§ Task instructions:
Copy whichever lines of the data hold the word "rows".

§ Information provided:
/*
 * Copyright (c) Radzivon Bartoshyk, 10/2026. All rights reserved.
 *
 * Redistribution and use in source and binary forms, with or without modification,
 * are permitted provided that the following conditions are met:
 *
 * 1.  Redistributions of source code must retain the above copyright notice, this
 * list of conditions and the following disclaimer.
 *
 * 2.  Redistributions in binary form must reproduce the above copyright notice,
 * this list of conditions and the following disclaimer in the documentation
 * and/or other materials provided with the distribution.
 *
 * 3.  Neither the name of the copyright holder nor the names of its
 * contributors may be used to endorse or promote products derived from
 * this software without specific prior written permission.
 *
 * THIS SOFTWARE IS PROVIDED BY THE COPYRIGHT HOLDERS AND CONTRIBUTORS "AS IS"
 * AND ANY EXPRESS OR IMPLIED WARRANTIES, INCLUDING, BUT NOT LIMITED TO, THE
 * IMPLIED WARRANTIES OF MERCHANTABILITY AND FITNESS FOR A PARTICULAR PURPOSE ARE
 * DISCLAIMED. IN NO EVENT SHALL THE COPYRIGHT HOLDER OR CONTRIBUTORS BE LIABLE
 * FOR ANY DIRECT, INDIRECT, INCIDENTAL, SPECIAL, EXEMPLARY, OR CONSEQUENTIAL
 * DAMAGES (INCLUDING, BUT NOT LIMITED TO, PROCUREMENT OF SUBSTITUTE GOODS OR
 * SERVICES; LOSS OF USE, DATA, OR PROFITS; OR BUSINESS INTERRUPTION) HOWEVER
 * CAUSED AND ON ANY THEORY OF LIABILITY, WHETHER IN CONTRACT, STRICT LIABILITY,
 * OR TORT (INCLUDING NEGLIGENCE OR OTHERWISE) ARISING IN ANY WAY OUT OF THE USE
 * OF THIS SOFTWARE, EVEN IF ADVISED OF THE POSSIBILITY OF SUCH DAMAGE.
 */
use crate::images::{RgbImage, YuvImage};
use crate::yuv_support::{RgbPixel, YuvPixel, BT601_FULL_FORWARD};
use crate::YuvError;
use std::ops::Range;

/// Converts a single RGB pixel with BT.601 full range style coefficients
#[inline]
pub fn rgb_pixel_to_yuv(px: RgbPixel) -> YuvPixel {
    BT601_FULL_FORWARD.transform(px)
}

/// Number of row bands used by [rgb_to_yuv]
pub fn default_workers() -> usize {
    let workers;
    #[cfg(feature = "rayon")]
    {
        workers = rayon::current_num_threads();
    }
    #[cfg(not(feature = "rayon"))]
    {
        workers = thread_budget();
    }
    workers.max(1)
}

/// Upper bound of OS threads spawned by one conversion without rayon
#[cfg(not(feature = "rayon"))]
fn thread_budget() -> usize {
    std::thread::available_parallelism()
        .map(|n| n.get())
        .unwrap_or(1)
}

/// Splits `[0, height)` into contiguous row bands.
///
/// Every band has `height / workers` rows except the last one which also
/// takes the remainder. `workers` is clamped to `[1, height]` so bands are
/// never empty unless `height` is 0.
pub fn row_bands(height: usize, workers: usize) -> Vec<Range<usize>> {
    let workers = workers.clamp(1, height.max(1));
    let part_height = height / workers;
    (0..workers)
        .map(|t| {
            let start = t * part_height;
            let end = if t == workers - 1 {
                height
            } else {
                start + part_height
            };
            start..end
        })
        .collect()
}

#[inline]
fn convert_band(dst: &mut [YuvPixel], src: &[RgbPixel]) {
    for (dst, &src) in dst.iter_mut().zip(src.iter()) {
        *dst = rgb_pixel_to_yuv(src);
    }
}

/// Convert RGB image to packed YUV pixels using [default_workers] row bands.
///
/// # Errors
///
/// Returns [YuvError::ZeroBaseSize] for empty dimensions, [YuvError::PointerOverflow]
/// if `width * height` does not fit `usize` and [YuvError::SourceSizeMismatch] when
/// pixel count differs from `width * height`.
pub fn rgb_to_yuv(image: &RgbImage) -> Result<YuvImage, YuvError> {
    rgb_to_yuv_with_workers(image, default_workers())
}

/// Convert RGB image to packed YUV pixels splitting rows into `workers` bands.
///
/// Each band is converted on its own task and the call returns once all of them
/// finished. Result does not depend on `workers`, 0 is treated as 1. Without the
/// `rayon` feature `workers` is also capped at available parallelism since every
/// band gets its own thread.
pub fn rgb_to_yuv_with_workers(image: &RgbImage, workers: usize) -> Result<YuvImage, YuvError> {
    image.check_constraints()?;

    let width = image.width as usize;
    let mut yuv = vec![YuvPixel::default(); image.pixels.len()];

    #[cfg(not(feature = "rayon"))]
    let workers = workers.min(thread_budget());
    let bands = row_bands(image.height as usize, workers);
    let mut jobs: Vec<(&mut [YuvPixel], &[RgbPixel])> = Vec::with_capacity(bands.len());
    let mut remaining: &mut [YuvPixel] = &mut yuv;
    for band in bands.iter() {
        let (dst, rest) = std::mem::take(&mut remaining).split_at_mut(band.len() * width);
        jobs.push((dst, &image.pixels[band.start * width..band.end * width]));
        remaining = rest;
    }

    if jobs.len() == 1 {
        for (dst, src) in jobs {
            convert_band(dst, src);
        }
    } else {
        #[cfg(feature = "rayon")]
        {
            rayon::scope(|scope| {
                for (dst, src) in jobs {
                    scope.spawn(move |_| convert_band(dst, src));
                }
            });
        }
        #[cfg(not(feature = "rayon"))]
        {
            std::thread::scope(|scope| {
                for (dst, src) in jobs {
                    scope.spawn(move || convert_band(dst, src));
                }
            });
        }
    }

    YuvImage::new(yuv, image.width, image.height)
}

§ Solution to this exercise:
/// Every band has `height / workers` rows except the last one which also
/// Convert RGB image to packed YUV pixels splitting rows into `workers` bands.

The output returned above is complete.